C++ templates are — in certain aspects — more like preprocessor macros: they are very flexible. Taken to the extreme, you can end up with code that is hard to read and nigh impossible to debug.

We’re not going to be this extreme, but we’ll (ab?)use the fact that — in contrast to how generics work in other languages — a C++ template parameter can be used as the superclass of a generic type. Now, this is code you probably shouldn’t write regularly; if you use the template incorrectly, you’ll be facing the “funniest” compiler errors.

But if your Djinni interfaces for result types follow the same conventions as the AmountResult, a template makes implementing them a breeze. These conventions are:

1. There is a Djinni type that conveys what went wrong in case of an error, which is the non-optional return type of the error() getter.

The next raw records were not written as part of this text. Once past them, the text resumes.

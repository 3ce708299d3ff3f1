//! Configuration file loading and discovery.
//!
//! Supports loading configuration from YAML files with automatic discovery.

use super::types::AppConfig;
use std::path::{Path, PathBuf};

// ============================================================================
// Configuration File Discovery
// ============================================================================

/// Standard config file names to search for.
const CONFIG_FILE_NAMES: &[&str] = &[
    ".repodata-tools.yaml",
    ".repodata-tools.yml",
    "repodata-tools.yaml",
    "repodata-tools.yml",
];

/// Discover a config file by searching standard locations.
///
/// Search order:
/// 1. Explicit path if provided
/// 2. Current directory
/// 3. User config directory (~/.config/repodata-tools/)
/// 4. Home directory
#[must_use]
pub fn discover_config_file(explicit_path: Option<&Path>) -> Option<PathBuf> {
    if let Some(path) = explicit_path.filter(|p| p.exists()) {
        return Some(path.to_path_buf());
    }

    let cwd = std::env::current_dir().ok();
    let user_dir = dirs::config_dir().map(|dir| dir.join("repodata-tools"));
    let home = dirs::home_dir();

    [cwd, user_dir, home]
        .into_iter()
        .flatten()
        .find_map(|dir| find_config_in_dir(&dir))
}

/// Find a config file in a specific directory.
fn find_config_in_dir(dir: &Path) -> Option<PathBuf> {
    CONFIG_FILE_NAMES
        .iter()
        .map(|name| dir.join(name))
        .find(|path| path.exists())
}

// ============================================================================
// Configuration File Loading
// ============================================================================

/// Error type for config file operations.
#[derive(Debug)]
pub enum ConfigFileError {
    /// File not found
    NotFound(PathBuf),
    /// IO error reading file
    Io(std::io::Error),
    /// YAML parsing error
    Parse(serde_yaml::Error),
}

impl std::fmt::Display for ConfigFileError {
    fn fmt(&self, f: &mut std::fmt::Formatter<'_>) -> std::fmt::Result {
        match self {
            Self::NotFound(path) => {
                write!(f, "Config file not found: {}", path.display())
            }
            Self::Io(e) => write!(f, "Failed to read config file: {e}"),
            Self::Parse(e) => write!(f, "Failed to parse config file: {e}"),
        }
    }
}

impl std::error::Error for ConfigFileError {
    fn source(&self) -> Option<&(dyn std::error::Error + 'static)> {
        match self {
            Self::NotFound(_) => None,
            Self::Io(e) => Some(e),
            Self::Parse(e) => Some(e),
        }
    }
}

impl From<std::io::Error> for ConfigFileError {
    fn from(err: std::io::Error) -> Self {
        Self::Io(err)
    }
}

impl From<serde_yaml::Error> for ConfigFileError {
    fn from(err: serde_yaml::Error) -> Self {
        Self::Parse(err)
    }
}

/// Load an `AppConfig` from a YAML file.
pub fn load_config_file(path: &Path) -> Result<AppConfig, ConfigFileError> {
    if !path.exists() {
        return Err(ConfigFileError::NotFound(path.to_path_buf()));
    }

    let content = std::fs::read_to_string(path)?;
    let config: AppConfig = serde_yaml::from_str(&content)?;
    Ok(config)
}

/// Load config from discovered file, or return default.
#[must_use]
pub fn load_or_default(explicit_path: Option<&Path>) -> (AppConfig, Option<PathBuf>) {
    discover_config_file(explicit_path).map_or_else(
        || (AppConfig::default(), None),
        |path| match load_config_file(&path) {
            Ok(config) => (config, Some(path)),
            Err(e) => {
                tracing::warn!("Failed to load config from {}: {}", path.display(), e);
                (AppConfig::default(), None)
            }
        },
    )
}

// ============================================================================
// Configuration Merging
// ============================================================================

impl AppConfig {
    /// Merge another config into this one, with `other` taking precedence.
    ///
    /// Only values that differ from the defaults override, so CLI arguments
    /// that were not given leave file settings alone.
    pub fn merge(&mut self, other: &Self) {
        let defaults = Self::default();

        if other.extract.changelog_limit != defaults.extract.changelog_limit {
            self.extract.changelog_limit = other.extract.changelog_limit;
        }
        if other.extract.load_header_id {
            self.extract.load_header_id = true;
        }
        if other.extract.load_signatures {
            self.extract.load_signatures = true;
        }
        if other.extract.interpreter_prefix != defaults.extract.interpreter_prefix {
            self.extract
                .interpreter_prefix
                .clone_from(&other.extract.interpreter_prefix);
        }
        self.extract
            .primary_patterns
            .extend(other.extract.primary_patterns.iter().cloned());

        if other.output.format != defaults.output.format {
            self.output.format = other.output.format;
        }
        if other.output.file.is_some() {
            self.output.file.clone_from(&other.output.file);
        }
        if other.output.primary_only {
            self.output.primary_only = true;
        }
    }

    /// Load from file and merge with CLI overrides.
    #[must_use]
    pub fn from_file_with_overrides(
        config_path: Option<&Path>,
        cli_overrides: &Self,
    ) -> (Self, Option<PathBuf>) {
        let (mut config, loaded_from) = load_or_default(config_path);
        config.merge(cli_overrides);
        (config, loaded_from)
    }
}

// ============================================================================
// Example Config Generation
// ============================================================================

/// Generate an example config file content.
#[must_use]
pub fn generate_example_config() -> String {
    let example = AppConfig::default();
    format!(
        r"# repodata-tools configuration
# Place this file at .repodata-tools.yaml in the working directory or ~/.config/repodata-tools/

{}
",
        serde_yaml::to_string(&example).unwrap_or_default()
    )
}

/// Generate a commented example config with all options.
#[must_use]
pub fn generate_full_example_config() -> String {
    r"# repodata-tools Configuration File
# ==================================
#
# Place it at:
#   - .repodata-tools.yaml in the working directory
#   - ~/.config/repodata-tools/repodata-tools.yaml for global config
#
# CLI arguments always override file settings.

# Extraction
extract:
  # Changelog entries kept per package (-1 keeps all)
  changelog_limit: 10
  # Copy the header id into each record
  load_header_id: false
  # Copy GPG/PGP signature blobs into each record
  load_signatures: false
  # Requirements with this prefix collapse to the highest symbol version.
  # An empty string disables the collapse.
  interpreter_prefix: libc.so.6
  # Extra regular expressions for primary paths
  # primary_patterns:
  #   - ^/opt/[^/]+/bin/

# Output
output:
  # Format: json, yaml, filelists
  format: json
  # Output file path (omit for stdout)
  # file: filelists.xml
  # List only primary files in file lists
  primary_only: false
"
    .to_string()
}

// ============================================================================
// Tests
// ============================================================================

#[cfg(test)]
mod tests {
    use super::*;
    use crate::pipeline::OutputFormat;
    use std::io::Write;
    use tempfile::TempDir;

    #[test]
    fn test_find_config_in_dir() {
        let tmp = TempDir::new().unwrap();
        let config_path = tmp.path().join(".repodata-tools.yaml");
        std::fs::write(&config_path, "extract:\n  changelog_limit: 3\n").unwrap();

        let found = find_config_in_dir(tmp.path());
        assert_eq!(found, Some(config_path));
    }

    #[test]
    fn test_find_config_in_dir_not_found() {
        let tmp = TempDir::new().unwrap();
        let found = find_config_in_dir(tmp.path());
        assert_eq!(found, None);
    }

    #[test]
    fn test_load_config_file() {
        let tmp = TempDir::new().unwrap();
        let config_path = tmp.path().join("config.yaml");

        let yaml = r"
extract:
  changelog_limit: -1
  load_signatures: true
  primary_patterns: ['^/opt/']
output:
  format: filelists
";
        std::fs::write(&config_path, yaml).unwrap();

        let config = load_config_file(&config_path).unwrap();
        assert_eq!(config.extract.changelog_limit, -1);
        assert!(config.extract.load_signatures);
        assert_eq!(config.extract.primary_patterns, vec!["^/opt/"]);
        assert_eq!(config.output.format, OutputFormat::Filelists);
    }

    #[test]
    fn test_load_config_file_not_found() {
        let result = load_config_file(Path::new("/nonexistent/config.yaml"));
        assert!(matches!(result, Err(ConfigFileError::NotFound(_))));
    }

    #[test]
    fn test_load_config_file_parse_error() {
        let tmp = TempDir::new().unwrap();
        let config_path = tmp.path().join("config.yaml");
        std::fs::write(&config_path, "extract: [unclosed\n").unwrap();
        assert!(matches!(
            load_config_file(&config_path),
            Err(ConfigFileError::Parse(_))
        ));
    }

    #[test]
    fn test_config_merge() {
        let mut base = AppConfig::builder()
            .changelog_limit(3)
            .primary_pattern("^/srv/")
            .build();
        let overrides = AppConfig::builder()
            .load_header_id(true)
            .primary_pattern("^/opt/")
            .output_format(OutputFormat::Yaml)
            .build();

        base.merge(&overrides);

        assert_eq!(base.extract.changelog_limit, 3);
        assert!(base.extract.load_header_id);
        assert_eq!(base.extract.primary_patterns, vec!["^/srv/", "^/opt/"]);
        assert_eq!(base.output.format, OutputFormat::Yaml);
    }

    #[test]
    fn test_generated_configs_parse() {
        let example = generate_example_config();
        assert!(example.contains("extract:"));
        let parsed: AppConfig = serde_yaml::from_str(&example).unwrap();
        assert_eq!(parsed, AppConfig::default());

        let full: AppConfig = serde_yaml::from_str(&generate_full_example_config()).unwrap();
        assert_eq!(full, AppConfig::default());
    }

    #[test]
    fn test_discover_explicit_path() {
        let tmp = TempDir::new().unwrap();
        let config_path = tmp.path().join("custom-config.yaml");
        let mut file = std::fs::File::create(&config_path).unwrap();
        writeln!(file, "extract:\n  load_header_id: true").unwrap();

        let discovered = discover_config_file(Some(&config_path));
        assert_eq!(discovered, Some(config_path));
    }
}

2. There is a Djinni type for the value in case of success, which is the non-optional return type of the value() getter. (Failable void methods can be implemented more succinctly by returning an optional error.)

3. There is a getter that lets you check which of the two getters above should be called.

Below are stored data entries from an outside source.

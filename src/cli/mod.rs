//! CLI command handlers.
//!
//! Testable command handlers invoked by main.rs, one per subcommand.

mod dump;
mod extract;

pub use dump::{run_dump, run_encode, DumpFormat};
pub use extract::run_extract;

So without further ado, here’s a C++ template that implements all of these types for you:

template<typename V, typename E, typename DjinniInterface>
class Wrapper : DjinniInterface {
public:
    using ValueType = V;
    using ErrorType = E;
    /// Preferred way of wrapping an error for returning it from failable Djinni method
    static wrap(ErrorType error) {
        return nn_make_shared<Wrapper>(error);
    }

    /// Preferred way of wrapping a value for returning it from failable Djinni method
    static wrap(ValueType value) {
        return nn_make_shared<Wrapper>(value);
    }

    Wrapper() = delete; /// Empty constructor mustn’t be available
    Wrapper(ValueType value) : mValue{value}, mError{std::experimental::nullopt} {}
    Wrapper(ErrorType error) : mValue{std::experimental::nullopt}, mError{error} {}

    bool isError() override const { return !!mError; }
    ValueType value() override const { return *mValue; }
    ErrorType error() override const { return *mError; }

private:
    const std::experimental::optional<ErrorType> mError;
    const std::experimental::optional<ValueType> mValue;
};

When implementing the convert(amount: Amount, to_currency_code: string) method from our example above, the result can be packaged as follows:

nn_shared_ptr<AmountResult> CurrencyConverterImpl::convert(const nn_shared_ptr<Amount>& amount, const std::string& to_currency_code) const {
    using Impl = Wrapper<Amount, Error, AmountResult>;
    auto maybeConverter = getConverterForCurrency(amount->currencyCode);
    if (!maybeConverter) {
        return Impl::wrap(unsupportedSourceCurrency(amount->currencyCode));
    } else if (!maybeConverter->canConvertTo(to_currency_code)) {
        return Impl::wrap(unsupportedDestinationCurrency(to_currency_code));
    }

    try {
        return Impl::wrap(Amount{maybeConverter->convert(amount->units, to_currency_code)});
    } catch (const std::overflow_error& e) {
        return Impl::wrap(conversionOverflows(amount, to_currency_code));
    }
}

Conclusion

Even conceptually simple systems, such as our currency converter example, cannot guarantee that all the operations they offer will succeed all the time. Therefore, sharing business logic across different platforms and programming languages typically needs a way to pass identifiable errors across the platform/language boundary. While Djinni takes away the pain of manually bridging calls at the interface between C++ and Objective-C or Java, it does not offer a built-in mechanism for immediate computations that can fail. (An asynchronous API does not suffer from this problem; it can use separate callbacks to distinguish between a success case and an error case.)

In this article, we have taken a closer look at result types to model failable computations in the Djinni IDL. We have also presented a strong convention to mitigate the limitations of Djinni’s support for generics in this use case without sacrificing type-safety. Lastly, we have provided a C++ template to implement all possible result types that follow this convention.